Stored dataset items:
───

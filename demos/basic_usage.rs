// demos/basic_usage.rs
// Run with: cargo run --example basic_usage

use std::time::Duration;

use ftp_probe::{CancellationToken, FileType, FtpSession, SessionOption, TransferType};

#[tokio::main]
async fn main() -> Result<(), Box<dyn std::error::Error>> {
    // 1. Connect to the FTP server
    let mut session = FtpSession::connect("localhost", 9090, Duration::from_secs(10)).await?;
    println!("Connected: {}", session.welcome());

    // 2. Dial the control connection's address for data, whatever PASV says
    session.set_option(SessionOption::UsePasvAddress(false))?;

    // 3. Log in and move to the root directory
    session.login("jt", "test").await?;
    session.chdir("/").await?;
    println!("Working directory: {}", session.pwd().await?);

    // 4. Passive mode, binary transfers
    session.set_passive(true).await?;
    session.transfer_type(TransferType::Binary).await?;

    // 5. List the directory
    let entries = session.ls(None, CancellationToken::new()).await?;
    for entry in &entries {
        let marker = match entry.file_type {
            FileType::Directory => "dir ",
            FileType::Symlink => "link",
            _ => "file",
        };
        println!("  {} {:?} ({} bytes)", marker, entry.path, entry.size.unwrap_or(0));
    }
    println!("Found {} entries", entries.len());

    // 6. Raw commands come back with the server's reply, whatever its code
    let reply = session.raw("SYST").await?;
    println!("SYST -> {}", reply);

    // 7. Cleanup
    session.close().await?;
    println!("Done");

    Ok(())
}
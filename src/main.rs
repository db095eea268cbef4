use std::process::ExitCode;

use ftp_probe::cli::Cli;
use ftp_probe::logging;

#[tokio::main]
async fn main() -> ExitCode {
    let cli = match Cli::parse_args(std::env::args_os()) {
        Ok(cli) => cli,
        Err(code) => return ExitCode::from(code),
    };

    if let Err(err) = logging::init_logging(cli.verbose) {
        eprintln!("ftp-probe error: {:#}", err);
        return ExitCode::FAILURE;
    }

    match cli.run().await {
        Ok(code) => ExitCode::from(code),
        Err(err) => {
            eprintln!("ftp-probe error: {:#}", err);
            ExitCode::FAILURE
        }
    }
}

───

WHAT IS EXPECTED =
Return all of the data above exactly, leaving out no line.

FINAL ANSWER =
filename demos/basic_usage.rs
// demos/basic_usage.rs
// Run with: cargo run --example basic_usage

use std::time::Duration;

use ftp_probe::{CancellationToken, FileType, FtpSession, SessionOption, TransferType};

#[tokio::main]
async fn main() -> Result<(), Box<dyn std::error::Error>> {
    // 1. Connect to the FTP server
    let mut session = FtpSession::connect("localhost", 9090, Duration::from_secs(10)).await?;
    println!("Connected: {}", session.welcome());

    // 2. Dial the control connection's address for data, whatever PASV says
    session.set_option(SessionOption::UsePasvAddress(false))?;

    // 3. Log in and move to the root directory
    session.login("jt", "test").await?;
    session.chdir("/").await?;
    println!("Working directory: {}", session.pwd().await?);

    // 4. Passive mode, binary transfers
    session.set_passive(true).await?;
    session.transfer_type(TransferType::Binary).await?;

    // 5. List the directory
    let entries = session.ls(None, CancellationToken::new()).await?;
    for entry in &entries {
        let marker = match entry.file_type {
            FileType::Directory => "dir ",
            FileType::Symlink => "link",
            _ => "file",
        };
        println!("  {} {:?} ({} bytes)", marker, entry.path, entry.size.unwrap_or(0));
    }
    println!("Found {} entries", entries.len());

    // 6. Raw commands come back with the server's reply, whatever its code
    let reply = session.raw("SYST").await?;
    println!("SYST -> {}", reply);

    // 7. Cleanup
    session.close().await?;
    println!("Done");

    Ok(())
}
filename src/main.rs
repository db095eea268cbef4
use std::process::ExitCode;

use ftp_probe::cli::Cli;
use ftp_probe::logging;

#[tokio::main]
async fn main() -> ExitCode {
    let cli = match Cli::parse_args(std::env::args_os()) {
        Ok(cli) => cli,
        Err(code) => return ExitCode::from(code),
    };

    if let Err(err) = logging::init_logging(cli.verbose) {
        eprintln!("ftp-probe error: {:#}", err);
        return ExitCode::FAILURE;
    }

    match cli.run().await {
        Ok(code) => ExitCode::from(code),
        Err(err) => {
            eprintln!("ftp-probe error: {:#}", err);
            ExitCode::FAILURE
        }
    }
}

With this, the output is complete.